• _Exercise details_
Sort through the data and copy the lines holding the word "lints".

• _Data records_

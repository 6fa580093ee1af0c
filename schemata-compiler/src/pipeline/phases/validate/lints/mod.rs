//! Built-in lints for blueprint validation.

mod duplicate_enum_alias;
mod naming;
mod printed_name;
mod reserved_prefix;

pub use duplicate_enum_alias::DuplicateEnumAliasLint;
pub use naming::NamingLint;
pub use printed_name::PrintedNameLint;
pub use reserved_prefix::ReservedPrefixLint;

use schemata_blueprint::{Blueprint, NodeId, TypeDefinition};

/// Every user-authored name with its node, in registration order.
///
/// Enum values are listed by key; their aliases are printed verbatim and
/// are not subject to naming rules.
pub(crate) fn named_nodes(blueprint: &Blueprint) -> Vec<(&str, NodeId)> {
    let mut nodes = Vec::new();
    for ty in blueprint.types().filter(|ty| !ty.is_builtin()) {
        nodes.push((ty.name(), NodeId::for_type(ty.name())));

        for field in ty.fields().into_iter().flat_map(|f| f.values()) {
            nodes.push((
                field.name.as_str(),
                NodeId::for_field(ty.name(), &field.name),
            ));
            for arg in field.arguments.values() {
                nodes.push((
                    arg.name.as_str(),
                    NodeId::for_argument(ty.name(), &field.name, &arg.name),
                ));
            }
        }

        if let TypeDefinition::Enum(enum_type) = ty {
            for value in enum_type.values.values() {
                nodes.push((
                    value.key.as_str(),
                    NodeId::for_enum_value(ty.name(), &value.key),
                ));
            }
        }
    }
    nodes
}

/// Human readable location of a node, e.g. ``field `User.name` ``.
pub(crate) fn describe(node: &NodeId) -> String {
    let kind = match node {
        NodeId::Schema => "schema",
        NodeId::Type { .. } => "type",
        NodeId::Field { .. } => "field",
        NodeId::Argument { .. } => "argument",
        NodeId::EnumValue { .. } => "enum value",
    };
    format!("{kind} `{node}`")
}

• _Response box_
filename schemata-compiler/src/pipeline/phases/validate/lints/mod.rs
//! Built-in lints for blueprint validation.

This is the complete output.